Il CEO di Facebook Mark Zuckerberg è sotto processo. Nonché sotto i riflettori mondiali e, a causa del panico generale e della sete globale di informazioni, le notizie in merito sono ancora troppo vaghe ed incomplete. Ad oggi sappiamo che il numero di utenti la cui privacy social è stata violata è di circa 87 milioni. Di cui 70 milioni solo in America, mentre in Italia si aggira intorno ai 214 mila. Ma questo calcolo è puramente ipotetico: è basato sul numero di individui che hanno utilizzato l’app di ricerca “This is your digital life” più i loro collegamenti ipotizzati. Non esiste un database concreto che accerti il numero di utenti coinvolti. Il calcolo è stato fatto aumentando per eccesso gli amici di ogni fruitore della app, pertanto potrebbe essere esagerato e infondatamente allarmante. Ad esempio, in Italia sono stati solo in 57 ad utilizzare la app della Cambridge Analytica… e se avessero avuto solo 100 collegamenti ciascuno?!

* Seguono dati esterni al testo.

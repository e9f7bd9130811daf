//! # Directory Documents and Snapshots
//!
//! A [`Directory`] maps each [`CollectionName`] to an ordered sequence of
//! opaque [`Record`]s. A [`Snapshot`] pairs a directory with the content
//! address it was stored under and is never mutated afterwards.
//!
//! ## Wire Format
//!
//! A directory serializes as a JSON object with one key per collection, in
//! canonical collection order:
//!
//! ```json
//! {"servers": [...], "nodes": [...], "agents": [...], "tools": [...],
//!  "orchestrators": [...], "environments": [...], "personas": [...],
//!  "memories": [...], "kbs": [...]}
//! ```
//!
//! Parsing is lenient about the document's edges and strict about its shape:
//! absent keys and `null` collections become empty sequences, unknown keys are
//! ignored, but a collection that is not an array of JSON objects is rejected.

use std::sync::Arc;

use serde::de::Error as _;
use serde::ser::SerializeMap;
use serde::{Deserialize, Deserializer, Serialize, Serializer};

use crate::address::ContentAddress;
use crate::collection::{CollectionName, COLLECTION_COUNT};
use crate::error::CoreError;

/// One opaque entry inside a collection.
///
/// Keys are kept sorted, which keeps serialization deterministic.
pub type Record = serde_json::Map<String, serde_json::Value>;

/// Deterministic serialized form of a [`Directory`].
///
/// Only [`Directory::canonical_bytes()`] produces these, so every byte string
/// headed for the content store or the snapshot cache went through the same
/// serializer.
#[derive(Debug, Clone, PartialEq, Eq)]
pub struct CanonicalBytes(Vec<u8>);

impl CanonicalBytes {
    /// Borrow the serialized bytes.
    pub fn as_bytes(&self) -> &[u8] {
        &self.0
    }

    /// Consume into the owned byte buffer.
    pub fn into_vec(self) -> Vec<u8> {
        self.0
    }

    pub fn len(&self) -> usize {
        self.0.len()
    }

    pub fn is_empty(&self) -> bool {
        self.0.is_empty()
    }
}

/// A directory document. Every collection is always present.
#[derive(Debug, Clone, PartialEq, Eq)]
pub struct Directory {
    collections: [Vec<Record>; COLLECTION_COUNT],
}

impl Default for Directory {
    fn default() -> Self {
        Self::new()
    }
}

impl Directory {
    /// An empty directory: all nine collections present, all empty.
    pub fn new() -> Self {
        Self {
            collections: std::array::from_fn(|_| Vec::new()),
        }
    }

    /// Build a directory from `(collection, records)` pairs. Collections not
    /// mentioned stay empty; a collection mentioned twice keeps the last value.
    pub fn from_collections(
        entries: impl IntoIterator<Item = (CollectionName, Vec<Record>)>,
    ) -> Self {
        let mut directory = Self::new();
        for (name, records) in entries {
            directory.set(name, records);
        }
        directory
    }

    /// The records of one collection.
    pub fn get(&self, name: CollectionName) -> &[Record] {
        &self.collections[name as usize]
    }

    /// Replace the records of one collection.
    pub fn set(&mut self, name: CollectionName, records: Vec<Record>) {
        self.collections[name as usize] = records;
    }

    /// Append a record to one collection.
    pub fn push(&mut self, name: CollectionName, record: Record) {
        self.collections[name as usize].push(record);
    }

    /// Iterate collections in canonical order.
    pub fn iter(&self) -> impl Iterator<Item = (CollectionName, &[Record])> + '_ {
        CollectionName::all()
            .iter()
            .map(move |name| (*name, self.get(*name)))
    }

    /// Total number of records across all collections.
    pub fn record_count(&self) -> usize {
        self.collections.iter().map(Vec::len).sum()
    }

    /// Serialize to the canonical byte form used for content addressing.
    pub fn canonical_bytes(&self) -> Result<CanonicalBytes, CoreError> {
        serde_json::to_vec(self)
            .map(CanonicalBytes)
            .map_err(CoreError::Serialization)
    }

    /// Parse a directory document.
    pub fn from_slice(bytes: &[u8]) -> Result<Self, CoreError> {
        serde_json::from_slice(bytes).map_err(CoreError::MalformedDirectory)
    }
}

impl Serialize for Directory {
    fn serialize<S: Serializer>(&self, serializer: S) -> Result<S::Ok, S::Error> {
        let mut map = serializer.serialize_map(Some(COLLECTION_COUNT))?;
        for (name, records) in self.iter() {
            map.serialize_entry(name.as_str(), records)?;
        }
        map.end()
    }
}

impl<'de> Deserialize<'de> for Directory {
    fn deserialize<D: Deserializer<'de>>(deserializer: D) -> Result<Self, D::Error> {
        let mut raw = serde_json::Map::<String, serde_json::Value>::deserialize(deserializer)?;
        let mut directory = Directory::new();
        for name in CollectionName::all() {
            match raw.remove(name.as_str()) {
                None | Some(serde_json::Value::Null) => {}
                Some(value) => {
                    let records: Vec<Record> = serde_json::from_value(value).map_err(|e| {
                        D::Error::custom(format!("collection {name:?} is malformed: {e}"))
                    })?;
                    directory.set(*name, records);
                }
            }
        }
        Ok(directory)
    }
}

/// An immutable (address, directory) pair: one published version.
///
/// The directory is shared behind an `Arc`, so cloning a snapshot is cheap
/// and every holder sees the same payload.
#[derive(Debug, Clone, PartialEq, Eq)]
pub struct Snapshot {
    address: ContentAddress,
    directory: Arc<Directory>,
}

impl Snapshot {
    pub fn new(address: ContentAddress, directory: Directory) -> Self {
        Self {
            address,
            directory: Arc::new(directory),
        }
    }

    /// The content address this snapshot is stored under.
    pub fn address(&self) -> &ContentAddress {
        &self.address
    }

    /// The directory payload.
    pub fn directory(&self) -> &Directory {
        &self.directory
    }

    /// Shorthand for `self.directory().get(name)`.
    pub fn collection(&self, name: CollectionName) -> &[Record] {
        self.directory.get(name)
    }
}
//! # Write-side Subcommands
//!
//! `publish` stores a directory export and anchors its address; `refresh`
//! does the same only when the export differs from the anchored directory.
//!
//! Neither runs under `--retries`: a proposal that timed out may still be
//! included, and the caller should look at `status` before trying again.

use std::path::PathBuf;

use anyhow::{Context, Result};
use clap::Args;
use serde_json::Value;

use dirsync_engine::{DirectoryAssembler, JsonFileAssembler, SyncEngine};

use crate::print_json;

/// Arguments for `dirsync publish`.
#[derive(Args, Debug)]
pub struct PublishArgs {
    /// Directory export (JSON object keyed by collection name).
    pub file: PathBuf,

    /// Re-read the anchor after publishing and fail if it holds another root.
    #[arg(long)]
    pub verify: bool,
}

/// Arguments for `dirsync refresh`.
#[derive(Args, Debug)]
pub struct RefreshArgs {
    /// Directory export to compare against the anchored directory.
    pub file: PathBuf,
}

pub async fn publish_report(args: &PublishArgs, engine: &SyncEngine) -> Result<Value> {
    let directory = JsonFileAssembler::new(&args.file)
        .assemble()
        .await
        .with_context(|| format!("failed to load directory export {}", args.file.display()))?;

    let receipt = if args.verify {
        engine.publish_and_verify(directory).await?
    } else {
        engine.publish(directory).await?
    };
    Ok(serde_json::to_value(&receipt)?)
}

pub async fn run_publish(args: &PublishArgs, engine: &SyncEngine) -> Result<u8> {
    print_json(&publish_report(args, engine).await?)?;
    Ok(0)
}

pub async fn refresh_report(args: &RefreshArgs, engine: &SyncEngine) -> Result<Value> {
    let assembler = JsonFileAssembler::new(&args.file);
    let outcome = engine.refresh_from(&assembler).await?;
    Ok(serde_json::to_value(&outcome)?)
}

pub async fn run_refresh(args: &RefreshArgs, engine: &SyncEngine) -> Result<u8> {
    print_json(&refresh_report(args, engine).await?)?;
    Ok(0)
}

Ma i miei dati sono al sicuro?

Voi ci risponderete “E se io fossi tra quei 100?”. Dubbio lecito, ma di facile soluzione. Tra le azioni intraprese da Facebook c’è la comunicazione diretta a chi è stato profanato, completa di indicazioni per porre rimedio. Dallo scorso 9 aprile è partito l’invio delle notifiche intitolate “Protecting your information”, che arriveranno solo a chi ha utilizzato l’app in questione o ha collegamenti che lo hanno fatto. Con essa si informa di ciò e si spiega nel dettaglio come fare per evitare che avvenga di nuovo. Dunque, niente panico per ora e, se dovesse arrivare la notifica e non sapete come intervenire, contattateci e vi aiuteremo a risolvere l’ipotetico problema (e a calmare gli animi).

facebookProteggere le tue informazioni

Oltre al messaggio diretto agli interessati, ci sono ulteriori novità in merito l’utilizzo di Facebook. La più importante è uno strumento che consente di sapere se le nostre informazioni sono state condivise, senza attendere la notifica ufficiale. Così fosse, o anche semplicemente per sentirsi più sicuri (paura, eh?!), si potranno sfruttare le indicazioni contenute per verificare quali applicazioni e siti web prelevano i nostri dati e, nell’eventualità, rimuoverli. Ma le modifiche non riguardano soltanto la privacy: data la portata del caso, siamo certi che nelle prossime ore ci saranno nuovi sviluppi che modificheranno la fruizione dei social network.

Arrampicarsi sugli specchi

Ed ora il popolo social si sta spaccando. Tra chi è furioso per l’errata gestione dei dati Facebook e chi invece, tra menefreghismo e capacità critica, continua per la sua strada. Subito dopo lo scandalo, le ricerche su Google sul come eliminarsi dai social ha subito un’impennata. Prima in America, per poi allargarsi a macchia d’olio ed arrivare anche in Italia. Il panico è talmente elevato da spingere molte pagine pubbliche a sparire, per evitare la complicità nella diffusione di informazioni private.

Il caro Zuck continua a rilasciare dichiarazioni rassicuranti per cercare di porre rimedio alla sua grave mancanza, ma noi di KuboWeb conosciamo bene l’importanza dell’avere una buona reputazione online, pertanto vogliamo continuare a dargli fiducia, sempre con le dovute precauzioni.